### WORK INSTRUCTION
Print every record exactly, with nothing added or left out.

### SOURCE DATA
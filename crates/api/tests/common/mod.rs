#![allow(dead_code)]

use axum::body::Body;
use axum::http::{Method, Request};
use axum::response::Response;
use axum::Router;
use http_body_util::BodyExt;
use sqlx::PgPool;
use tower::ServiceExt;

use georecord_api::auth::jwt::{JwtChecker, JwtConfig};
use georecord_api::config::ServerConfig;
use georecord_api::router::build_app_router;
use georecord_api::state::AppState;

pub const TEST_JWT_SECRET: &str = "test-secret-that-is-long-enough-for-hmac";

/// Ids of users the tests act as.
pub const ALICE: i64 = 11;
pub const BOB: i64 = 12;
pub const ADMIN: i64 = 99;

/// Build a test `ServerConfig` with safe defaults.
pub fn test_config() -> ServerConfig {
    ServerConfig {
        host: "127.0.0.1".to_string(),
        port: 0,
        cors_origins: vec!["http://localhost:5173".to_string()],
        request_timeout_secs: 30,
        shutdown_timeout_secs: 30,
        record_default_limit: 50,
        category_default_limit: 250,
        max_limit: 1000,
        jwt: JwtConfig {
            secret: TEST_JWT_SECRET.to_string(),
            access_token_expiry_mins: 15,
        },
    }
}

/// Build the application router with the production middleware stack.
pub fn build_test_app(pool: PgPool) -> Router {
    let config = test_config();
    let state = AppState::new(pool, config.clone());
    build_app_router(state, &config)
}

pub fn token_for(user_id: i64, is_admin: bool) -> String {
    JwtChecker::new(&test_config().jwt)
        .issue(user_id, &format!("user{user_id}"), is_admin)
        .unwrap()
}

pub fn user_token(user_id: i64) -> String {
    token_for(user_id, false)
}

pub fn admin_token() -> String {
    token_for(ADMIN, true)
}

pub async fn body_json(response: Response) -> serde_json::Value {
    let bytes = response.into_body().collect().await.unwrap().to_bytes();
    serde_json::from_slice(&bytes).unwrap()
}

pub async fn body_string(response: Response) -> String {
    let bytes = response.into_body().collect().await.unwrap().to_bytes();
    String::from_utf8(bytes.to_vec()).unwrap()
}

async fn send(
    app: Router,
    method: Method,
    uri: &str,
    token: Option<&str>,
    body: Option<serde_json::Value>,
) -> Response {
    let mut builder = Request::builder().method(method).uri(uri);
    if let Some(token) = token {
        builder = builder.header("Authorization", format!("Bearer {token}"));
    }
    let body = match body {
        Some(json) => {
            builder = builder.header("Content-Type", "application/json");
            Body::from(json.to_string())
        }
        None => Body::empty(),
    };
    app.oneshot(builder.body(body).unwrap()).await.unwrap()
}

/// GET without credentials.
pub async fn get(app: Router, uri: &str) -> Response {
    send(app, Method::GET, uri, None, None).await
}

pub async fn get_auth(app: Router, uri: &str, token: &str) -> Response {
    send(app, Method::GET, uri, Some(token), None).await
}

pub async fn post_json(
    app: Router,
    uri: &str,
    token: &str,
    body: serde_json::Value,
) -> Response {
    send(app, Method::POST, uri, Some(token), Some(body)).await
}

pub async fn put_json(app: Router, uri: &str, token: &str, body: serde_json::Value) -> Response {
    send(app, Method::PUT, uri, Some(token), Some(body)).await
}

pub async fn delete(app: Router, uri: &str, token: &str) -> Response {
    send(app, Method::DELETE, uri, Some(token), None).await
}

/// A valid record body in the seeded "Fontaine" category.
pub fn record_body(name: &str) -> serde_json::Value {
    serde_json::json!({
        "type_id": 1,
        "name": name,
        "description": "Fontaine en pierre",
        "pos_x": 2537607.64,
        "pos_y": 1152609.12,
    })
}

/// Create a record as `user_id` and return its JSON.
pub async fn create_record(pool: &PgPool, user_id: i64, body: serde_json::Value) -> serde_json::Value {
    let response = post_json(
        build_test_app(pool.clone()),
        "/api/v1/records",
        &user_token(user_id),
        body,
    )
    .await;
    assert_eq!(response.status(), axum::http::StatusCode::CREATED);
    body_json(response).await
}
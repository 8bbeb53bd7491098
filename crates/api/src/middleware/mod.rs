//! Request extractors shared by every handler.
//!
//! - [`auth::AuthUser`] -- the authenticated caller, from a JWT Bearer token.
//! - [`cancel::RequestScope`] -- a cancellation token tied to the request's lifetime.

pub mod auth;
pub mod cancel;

### ANSWER BOX
filename crates/api/tests/common/mod.rs
#![allow(dead_code)]

use axum::body::Body;
use axum::http::{Method, Request};
use axum::response::Response;
use axum::Router;
use http_body_util::BodyExt;
use sqlx::PgPool;
use tower::ServiceExt;

use georecord_api::auth::jwt::{JwtChecker, JwtConfig};
use georecord_api::config::ServerConfig;
use georecord_api::router::build_app_router;
use georecord_api::state::AppState;

pub const TEST_JWT_SECRET: &str = "test-secret-that-is-long-enough-for-hmac";

/// Ids of users the tests act as.
pub const ALICE: i64 = 11;
pub const BOB: i64 = 12;
pub const ADMIN: i64 = 99;

/// Build a test `ServerConfig` with safe defaults.
pub fn test_config() -> ServerConfig {
    ServerConfig {
        host: "127.0.0.1".to_string(),
        port: 0,
        cors_origins: vec!["http://localhost:5173".to_string()],
        request_timeout_secs: 30,
        shutdown_timeout_secs: 30,
        record_default_limit: 50,
        category_default_limit: 250,
        max_limit: 1000,
        jwt: JwtConfig {
            secret: TEST_JWT_SECRET.to_string(),
            access_token_expiry_mins: 15,
        },
    }
}

/// Build the application router with the production middleware stack.
pub fn build_test_app(pool: PgPool) -> Router {
    let config = test_config();
    let state = AppState::new(pool, config.clone());
    build_app_router(state, &config)
}

pub fn token_for(user_id: i64, is_admin: bool) -> String {
    JwtChecker::new(&test_config().jwt)
        .issue(user_id, &format!("user{user_id}"), is_admin)
        .unwrap()
}

pub fn user_token(user_id: i64) -> String {
    token_for(user_id, false)
}

pub fn admin_token() -> String {
    token_for(ADMIN, true)
}

pub async fn body_json(response: Response) -> serde_json::Value {
    let bytes = response.into_body().collect().await.unwrap().to_bytes();
    serde_json::from_slice(&bytes).unwrap()
}

pub async fn body_string(response: Response) -> String {
    let bytes = response.into_body().collect().await.unwrap().to_bytes();
    String::from_utf8(bytes.to_vec()).unwrap()
}

async fn send(
    app: Router,
    method: Method,
    uri: &str,
    token: Option<&str>,
    body: Option<serde_json::Value>,
) -> Response {
    let mut builder = Request::builder().method(method).uri(uri);
    if let Some(token) = token {
        builder = builder.header("Authorization", format!("Bearer {token}"));
    }
    let body = match body {
        Some(json) => {
            builder = builder.header("Content-Type", "application/json");
            Body::from(json.to_string())
        }
        None => Body::empty(),
    };
    app.oneshot(builder.body(body).unwrap()).await.unwrap()
}

/// GET without credentials.
pub async fn get(app: Router, uri: &str) -> Response {
    send(app, Method::GET, uri, None, None).await
}

pub async fn get_auth(app: Router, uri: &str, token: &str) -> Response {
    send(app, Method::GET, uri, Some(token), None).await
}

pub async fn post_json(
    app: Router,
    uri: &str,
    token: &str,
    body: serde_json::Value,
) -> Response {
    send(app, Method::POST, uri, Some(token), Some(body)).await
}

pub async fn put_json(app: Router, uri: &str, token: &str, body: serde_json::Value) -> Response {
    send(app, Method::PUT, uri, Some(token), Some(body)).await
}

pub async fn delete(app: Router, uri: &str, token: &str) -> Response {
    send(app, Method::DELETE, uri, Some(token), None).await
}

/// A valid record body in the seeded "Fontaine" category.
pub fn record_body(name: &str) -> serde_json::Value {
    serde_json::json!({
        "type_id": 1,
        "name": name,
        "description": "Fontaine en pierre",
        "pos_x": 2537607.64,
        "pos_y": 1152609.12,
    })
}

/// Create a record as `user_id` and return its JSON.
pub async fn create_record(pool: &PgPool, user_id: i64, body: serde_json::Value) -> serde_json::Value {
    let response = post_json(
        build_test_app(pool.clone()),
        "/api/v1/records",
        &user_token(user_id),
        body,
    )
    .await;
    assert_eq!(response.status(), axum::http::StatusCode::CREATED);
    body_json(response).await
}
repository 8bbeb53bd7491098
filename crates/api/src/middleware/mod.rs
//! Request extractors shared by every handler.
//!
//! - [`auth::AuthUser`] -- the authenticated caller, from a JWT Bearer token.
//! - [`cancel::RequestScope`] -- a cancellation token tied to the request's lifetime.

pub mod auth;
pub mod cancel;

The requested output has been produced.